The dermaseptin precursors: a protein family with a common preproregion and a variable C-terminal antimicrobial domain

Abstract

Preprodermaseptins are a group of antimicrobial peptide precursors found in the skin of a variety of frog species. Precursors of this family have very similar N-terminal preprosequences followed by markedly different C-terminal domains that correspond to mature antimicrobial peptides. Some of these peptides are 24–34 amino acids long and form well-behaved amphipathic α-helices, others are disulfide-linked peptides of 20–46 residues, still others, highly hydrophobic, are the smallest antimicrobial peptides known so far being only 10–13 residues in length. All these peptides are broad-spectrum microbicides that kill many bacteria, protozoa, yeasts and fungi by destroying or permeating the microbial membrane.
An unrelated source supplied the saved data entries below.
//! Snapshot URI resolution over ONVIF-style SOAP services.
//!
//! The resolver is responsible for:
//! - Querying device identity (manufacturer/model) for diagnostics
//! - Discovering the media service address via `GetCapabilities`
//! - Enumerating media profiles and selecting one by configured index
//! - Requesting a snapshot URI for the selected profile token
//! - Falling back to the vendor ISAPI picture path when issuance fails
//!
//! Failure policy: anything that goes wrong before a profile token is in
//! hand is a fatal [`CaptureError::Resolution`]. Only the final
//! `GetSnapshotUri` step has a fallback, and the fallback is attempted
//! exactly once; constructing it is pure string formatting and cannot fail.

pub mod soap;
pub mod xml;

use std::fmt;
use std::time::Duration;

use anyhow::{Context, Result as AnyResult};

use crate::error::{CaptureError, Result};

/// Identifies the device to query. Immutable per invocation.
#[derive(Debug, Clone)]
pub struct CameraEndpoint {
    pub host: String,
    pub port: u16,
    pub user: String,
    pub password: String,
}

impl CameraEndpoint {
    pub fn device_service_url(&self) -> String {
        format!("http://{}:{}/onvif/device_service", self.host, self.port)
    }

    fn default_media_service_url(&self) -> String {
        format!("http://{}:{}/onvif/media_service", self.host, self.port)
    }
}

/// How a snapshot URL was obtained. Diagnostic only; fetch behavior does
/// not depend on it.
#[derive(Debug, Clone, Copy, PartialEq, Eq)]
pub enum UriProvenance {
    /// Issued by the device's media service (possibly short-lived).
    Issued,
    /// Constructed from the known vendor ISAPI path convention.
    Fallback,
}

impl fmt::Display for UriProvenance {
    fn fmt(&self, f: &mut fmt::Formatter<'_>) -> fmt::Result {
        match self {
            UriProvenance::Issued => write!(f, "issued"),
            UriProvenance::Fallback => write!(f, "fallback"),
        }
    }
}

/// A resolved snapshot URL tagged with its provenance.
#[derive(Debug, Clone)]
pub struct SnapshotUri {
    pub url: String,
    pub provenance: UriProvenance,
}

/// Device identity fields extracted for logging. Anything the device did
/// not report stays `None`.
#[derive(Debug, Clone, Default)]
pub struct DeviceInfo {
    pub manufacturer: Option<String>,
    pub model: Option<String>,
}

/// Blocking SOAP client for one camera.
pub struct OnvifClient {
    endpoint: CameraEndpoint,
    agent: ureq::Agent,
    fallback_channel: u32,
    profile_index: usize,
}

impl OnvifClient {
    pub fn new(
        endpoint: CameraEndpoint,
        timeout: Duration,
        fallback_channel: u32,
        profile_index: usize,
    ) -> Self {
        let agent = ureq::AgentBuilder::new().timeout(timeout).build();
        Self {
            endpoint,
            agent,
            fallback_channel,
            profile_index,
        }
    }

    /// Resolves a snapshot URI for the configured camera.
    pub fn resolve(&self) -> Result<SnapshotUri> {
        let info = self
            .device_information()
            .map_err(|e| CaptureError::Resolution(format!("{:#}", e)))?;
        log::info!(
            "device: {} {}",
            info.manufacturer.as_deref().unwrap_or("unknown"),
            info.model.as_deref().unwrap_or("unknown")
        );

        let media_url = self.media_service_url();
        let tokens = self
            .profile_tokens(&media_url)
            .map_err(|e| CaptureError::Resolution(format!("{:#}", e)))?;
        if tokens.is_empty() {
            return Err(CaptureError::Resolution(
                "device reported no media profiles".to_string(),
            ));
        }
        let token = tokens.get(self.profile_index).ok_or_else(|| {
            CaptureError::Resolution(format!(
                "profile index {} out of range ({} profiles)",
                self.profile_index,
                tokens.len()
            ))
        })?;
        log::debug!(
            "selected profile {} of {}: {}",
            self.profile_index,
            tokens.len(),
            token
        );

        match self.snapshot_uri(&media_url, token) {
            Ok(url) => Ok(SnapshotUri {
                url,
                provenance: UriProvenance::Issued,
            }),
            Err(e) => {
                let url = self.fallback_url();
                log::warn!("snapshot uri request failed ({:#}); using fallback {}", e, url);
                Ok(SnapshotUri {
                    url,
                    provenance: UriProvenance::Fallback,
                })
            }
        }
    }

    /// The vendor ISAPI picture URL for the configured channel.
    pub fn fallback_url(&self) -> String {
        format!(
            "http://{}/ISAPI/Streaming/channels/{}/picture",
            self.endpoint.host, self.fallback_channel
        )
    }

    fn device_information(&self) -> AnyResult<DeviceInfo> {
        let body = self
            .call(
                &self.endpoint.device_service_url(),
                r#"<GetDeviceInformation xmlns="http://www.onvif.org/ver10/device/wsdl"/>"#,
            )
            .context("query device information")?;
        let info = DeviceInfo {
            manufacturer: xml::element_text(&body, "Manufacturer"),
            model: xml::element_text(&body, "Model"),
        };
        if info.manufacturer.is_none() && info.model.is_none() {
            log::debug!("device information response carried no identity fields");
        }
        Ok(info)
    }

    /// Media service address via `GetCapabilities`. Soft: any failure falls
    /// back to the conventional path so that profile enumeration remains
    /// the fatal/non-fatal boundary.
    fn media_service_url(&self) -> String {
        let request = r#"<GetCapabilities xmlns="http://www.onvif.org/ver10/device/wsdl"><Category>Media</Category></GetCapabilities>"#;
        match self.call(&self.endpoint.device_service_url(), request) {
            Ok(body) => match xml::capability_xaddr(&body, "Media") {
                Some(xaddr) => xaddr,
                None => {
                    log::debug!("capabilities response had no media XAddr; using default path");
                    self.endpoint.default_media_service_url()
                }
            },
            Err(e) => {
                log::debug!("capabilities query failed ({:#}); using default media path", e);
                self.endpoint.default_media_service_url()
            }
        }
    }

    fn profile_tokens(&self, media_url: &str) -> AnyResult<Vec<String>> {
        let body = self
            .call(
                media_url,
                r#"<GetProfiles xmlns="http://www.onvif.org/ver10/media/wsdl"/>"#,
            )
            .context("enumerate media profiles")?;
        Ok(xml::attribute_values(&body, "Profiles", "token"))
    }

    fn snapshot_uri(&self, media_url: &str, token: &str) -> AnyResult<String> {
        let request = format!(
            r#"<GetSnapshotUri xmlns="http://www.onvif.org/ver10/media/wsdl"><ProfileToken>{}</ProfileToken></GetSnapshotUri>"#,
            token
        );
        let body = self
            .call(media_url, &request)
            .context("request snapshot uri")?;
        xml::element_text(&body, "Uri")
            .ok_or_else(|| anyhow::anyhow!("snapshot uri response carried no Uri element"))
    }

    fn call(&self, url: &str, request_body: &str) -> AnyResult<String> {
        let header = soap::ws_security_header(&self.endpoint.user, &self.endpoint.password);
        soap::post(&self.agent, url, &soap::envelope(&header, request_body))
    }
}
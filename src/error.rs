//! Error taxonomy for the capture pipeline.
//!
//! Each variant maps to one stage of the pipeline, so a failed invocation
//! names the stage that aborted it. Nothing is recovered internally except
//! the single issued-URI -> fallback transition inside the resolver.

/// Result type alias for the capture pipeline.
pub type Result<T> = std::result::Result<T, CaptureError>;

/// Fatal capture pipeline errors.
#[derive(Debug, thiserror::Error)]
pub enum CaptureError {
    /// Cannot establish device identity or enumerate media profiles.
    /// Raised for anything that fails before a profile token is in hand;
    /// there is no fallback at this stage.
    #[error("snapshot uri resolution failed: {0}")]
    Resolution(String),

    /// HTTP failure fetching the snapshot. Single attempt by design.
    #[error("snapshot fetch failed: {0}")]
    Fetch(String),

    /// Response body is not a decodable image.
    #[error("snapshot decode failed: {0}")]
    Decode(String),

    /// Crop rectangle is degenerate or exceeds the frame bounds.
    #[error("crop rectangle invalid: {0}")]
    Crop(String),

    /// Filesystem or encoder failure while writing an artifact.
    #[error("persist failed: {0}")]
    Persist(String),
}
//! Minimal namespace-agnostic extraction from SOAP response bodies.
//!
//! ONVIF devices answer with whatever namespace prefixes their firmware
//! likes (`tds:`, `tt:`, `trt:`, none at all), so lookups match on the
//! local element name rather than parsing the document properly. This is
//! enough for the handful of fields the resolver reads.

/// Returns the text content of the first element whose local name matches
/// `tag`, regardless of namespace prefix.
pub fn element_text(xml: &str, tag: &str) -> Option<String> {
    for open in [format!("<{}>", tag), format!(":{}>", tag)] {
        if let Some(start) = xml.find(open.as_str()) {
            let content_start = start + open.len();
            if let Some(end) = xml[content_start..].find("</") {
                let value = xml[content_start..content_start + end].trim();
                if !value.is_empty() {
                    return Some(value.to_string());
                }
            }
        }
    }
    None
}

/// Collects the value of `attr` from every element whose local name matches
/// `tag`, in document order. Used for profile `token` attributes.
pub fn attribute_values(xml: &str, tag: &str, attr: &str) -> Vec<String> {
    let mut values = Vec::new();
    let mut rest = xml;
    loop {
        let Some(lt) = rest.find('<') else { break };
        let after_lt = &rest[lt + 1..];
        let Some(gt) = after_lt.find('>') else { break };
        let element = &after_lt[..gt];

        if element_matches(element, tag) {
            if let Some(value) = attribute_in(element, attr) {
                values.push(value);
            }
        }
        rest = &after_lt[gt + 1..];
    }
    values
}

/// Returns the `XAddr` text inside the capability section named `category`
/// (e.g. `Media`), as reported by a `GetCapabilities` response.
pub fn capability_xaddr(xml: &str, category: &str) -> Option<String> {
    for open in [format!("<{}>", category), format!(":{}>", category)] {
        if let Some(start) = xml.find(open.as_str()) {
            let body = &xml[start + open.len()..];
            let end = body
                .find(&format!("</{}>", category))
                .or_else(|| body.find(&format!(":{}>", category)))?;
            return element_text(&body[..end], "XAddr");
        }
    }
    None
}

/// True if the document contains an element (opening or closing) whose
/// local name is exactly `tag`. Text content is never consulted, so payload
/// strings cannot masquerade as markup.
pub fn has_element(xml: &str, tag: &str) -> bool {
    let mut rest = xml;
    loop {
        let Some(lt) = rest.find('<') else {
            return false;
        };
        let after_lt = &rest[lt + 1..];
        let Some(gt) = after_lt.find('>') else {
            return false;
        };
        if element_matches(&after_lt[..gt], tag) {
            return true;
        }
        rest = &after_lt[gt + 1..];
    }
}

fn element_matches(element: &str, tag: &str) -> bool {
    let name = element
        .trim_start_matches('/')
        .split_whitespace()
        .next()
        .unwrap_or("");
    name == tag || name.ends_with(&format!(":{}", tag))
}

fn attribute_in(element: &str, attr: &str) -> Option<String> {
    let pattern = format!("{}=", attr);
    let start = element.find(&pattern)?;
    let after = &element[start + pattern.len()..];
    let quote = after.chars().next()?;
    if quote != '"' && quote != '\'' {
        return None;
    }
    let inner = &after[1..];
    let end = inner.find(quote)?;
    Some(inner[..end].to_string())
}

#[cfg(test)]
mod tests {
    use super::*;

    #[test]
    fn element_text_handles_namespace_prefixes() {
        let xml = "<tds:Manufacturer>HIKVISION</tds:Manufacturer>";
        assert_eq!(element_text(xml, "Manufacturer").as_deref(), Some("HIKVISION"));

        let xml = "<Model> DS-2CD2345 </Model>";
        assert_eq!(element_text(xml, "Model").as_deref(), Some("DS-2CD2345"));
    }

    #[test]
    fn element_text_misses_absent_tag() {
        assert_eq!(element_text("<a>b</a>", "Uri"), None);
    }

    #[test]
    fn attribute_values_collects_profile_tokens_in_order() {
        let xml = r#"
            <trt:Profiles token="Profile_1" fixed="true"><tt:Name>main</tt:Name></trt:Profiles>
            <trt:Profiles token="Profile_2"><tt:Name>sub</tt:Name></trt:Profiles>
        "#;
        assert_eq!(
            attribute_values(xml, "Profiles", "token"),
            vec!["Profile_1", "Profile_2"]
        );
    }

    #[test]
    fn attribute_values_ignores_other_elements() {
        let xml = r#"<tt:Name token="nope"/><trt:Profiles token="yes"/>"#;
        assert_eq!(attribute_values(xml, "Profiles", "token"), vec!["yes"]);
    }

    #[test]
    fn has_element_matches_local_names_only() {
        assert!(has_element("<s:Fault><s:Reason/></s:Fault>", "Fault"));
        assert!(has_element("<Fault/>", "Fault"));
        // Different local name, even when it contains the needle.
        assert!(!has_element("<tt:LastFault>ok</tt:LastFault>", "Fault"));
        // Text content is not markup.
        assert!(!has_element("<tt:Name>Fault></tt:Name>", "Fault"));
    }

    #[test]
    fn capability_xaddr_finds_media_service() {
        let xml = r#"
            <tt:Device><tt:XAddr>http://cam/onvif/device_service</tt:XAddr></tt:Device>
            <tt:Media><tt:XAddr>http://cam/onvif/media_service</tt:XAddr></tt:Media>
        "#;
        assert_eq!(
            capability_xaddr(xml, "Media").as_deref(),
            Some("http://cam/onvif/media_service")
        );
    }
}
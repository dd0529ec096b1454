//! camsnap - single-shot IP camera snapshot capture.
//!
//! One invocation walks a fixed sequence:
//! 1. Resolve a snapshot URL from the camera's ONVIF device and media
//!    services, falling back to the vendor ISAPI picture path if the
//!    snapshot-URI request fails.
//! 2. Fetch the image over HTTP with digest authentication and a bounded
//!    timeout, decoding to an RGB raster.
//! 3. Persist the full frame and a configured crop under one shared
//!    timestamp token, as JPEG at quality 95.
//!
//! There is no retry, no looping, and no state across invocations; the tool
//! is re-invoked externally (e.g. from cron) and downstream scripts pick up
//! the emitted files by filename convention.

pub mod capture;
pub mod config;
pub mod digest;
pub mod error;
pub mod fetch;
pub mod onvif;
pub mod persist;

pub use capture::{run_capture, CaptureReport};
pub use config::CaptureConfig;
pub use error::CaptureError;
pub use onvif::{CameraEndpoint, OnvifClient, SnapshotUri, UriProvenance};
pub use persist::{CropRect, OutputDirs};
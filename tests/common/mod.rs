//! Minimal in-process HTTP server for exercising the resolver and fetcher
//! against canned camera responses. One request per connection; the server
//! thread lives for the rest of the test process.

use std::io::{Read, Write};
use std::net::{TcpListener, TcpStream};
use std::sync::Arc;
use std::thread;

pub struct Request {
    pub method: String,
    pub path: String,
    pub authorization: Option<String>,
    pub body: String,
}

pub struct Response {
    pub status: u16,
    pub content_type: &'static str,
    pub extra_headers: Vec<String>,
    pub body: Vec<u8>,
}

impl Response {
    pub fn xml(body: &str) -> Self {
        Self {
            status: 200,
            content_type: "application/soap+xml",
            extra_headers: Vec::new(),
            body: body.as_bytes().to_vec(),
        }
    }

    pub fn jpeg(body: Vec<u8>) -> Self {
        Self {
            status: 200,
            content_type: "image/jpeg",
            extra_headers: Vec::new(),
            body,
        }
    }

    pub fn status(status: u16) -> Self {
        Self {
            status,
            content_type: "text/plain",
            extra_headers: Vec::new(),
            body: Vec::new(),
        }
    }

    pub fn with_header(mut self, header: &str) -> Self {
        self.extra_headers.push(header.to_string());
        self
    }
}

/// Binds an ephemeral port. Handlers usually need the port to embed service
/// addresses in their responses, so binding is split from serving.
pub fn bind() -> (TcpListener, u16) {
    let listener = TcpListener::bind("127.0.0.1:0").expect("bind stub server");
    let port = listener.local_addr().expect("local addr").port();
    (listener, port)
}

/// Serves `handler` on a background thread for the rest of the test process.
pub fn serve<F>(listener: TcpListener, handler: F)
where
    F: Fn(&Request) -> Response + Send + Sync + 'static,
{
    let handler = Arc::new(handler);
    thread::spawn(move || {
        for stream in listener.incoming() {
            let Ok(stream) = stream else { continue };
            let handler = Arc::clone(&handler);
            thread::spawn(move || serve_one(stream, &*handler));
        }
    });
}

fn serve_one(mut stream: TcpStream, handler: &(dyn Fn(&Request) -> Response)) {
    let Some(request) = read_request(&mut stream) else {
        return;
    };
    let response = handler(&request);
    let reason = match response.status {
        200 => "OK",
        401 => "Unauthorized",
        404 => "Not Found",
        500 => "Internal Server Error",
        _ => "Status",
    };
    let mut head = format!(
        "HTTP/1.1 {} {}\r\nContent-Type: {}\r\nContent-Length: {}\r\nConnection: close\r\n",
        response.status,
        reason,
        response.content_type,
        response.body.len()
    );
    for header in &response.extra_headers {
        head.push_str(header);
        head.push_str("\r\n");
    }
    head.push_str("\r\n");

    let _ = stream.write_all(head.as_bytes());
    let _ = stream.write_all(&response.body);
    let _ = stream.flush();
}

fn read_request(stream: &mut TcpStream) -> Option<Request> {
    let mut buf = Vec::new();
    let mut chunk = [0u8; 4096];
    let header_end = loop {
        if let Some(pos) = find_header_end(&buf) {
            break pos;
        }
        let n = stream.read(&mut chunk).ok()?;
        if n == 0 {
            return None;
        }
        buf.extend_from_slice(&chunk[..n]);
    };

    let head = String::from_utf8_lossy(&buf[..header_end]).to_string();
    let mut lines = head.lines();
    let request_line = lines.next()?;
    let mut parts = request_line.split_whitespace();
    let method = parts.next()?.to_string();
    let path = parts.next()?.to_string();

    let mut content_length = 0usize;
    let mut authorization = None;
    for line in lines {
        let Some((name, value)) = line.split_once(':') else {
            continue;
        };
        match name.trim().to_ascii_lowercase().as_str() {
            "content-length" => content_length = value.trim().parse().unwrap_or(0),
            "authorization" => authorization = Some(value.trim().to_string()),
            _ => {}
        }
    }

    let mut body_bytes = buf[header_end + 4..].to_vec();
    while body_bytes.len() < content_length {
        let n = stream.read(&mut chunk).ok()?;
        if n == 0 {
            break;
        }
        body_bytes.extend_from_slice(&chunk[..n]);
    }
    body_bytes.truncate(content_length);

    Some(Request {
        method,
        path,
        authorization,
        body: String::from_utf8_lossy(&body_bytes).to_string(),
    })
}

fn find_header_end(buf: &[u8]) -> Option<usize> {
    buf.windows(4).position(|w| w == b"\r\n\r\n")
}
In frogs belonging to the genus Phyllomedusinae, preprodermaseptins encoded peptides also include dermorphins and deltorphins, D-amino acid-containing heptapeptides which are very potent and specific agonists of the μ- or δ-opioid receptors. The remarkable similarity between preproregions of precursors that give rise to peptides with very different primary structures, conformations and activities suggests that the corresponding genes originate from a common ancestor. The high conservation of the precursor prepropart indicates that this region must have an important function.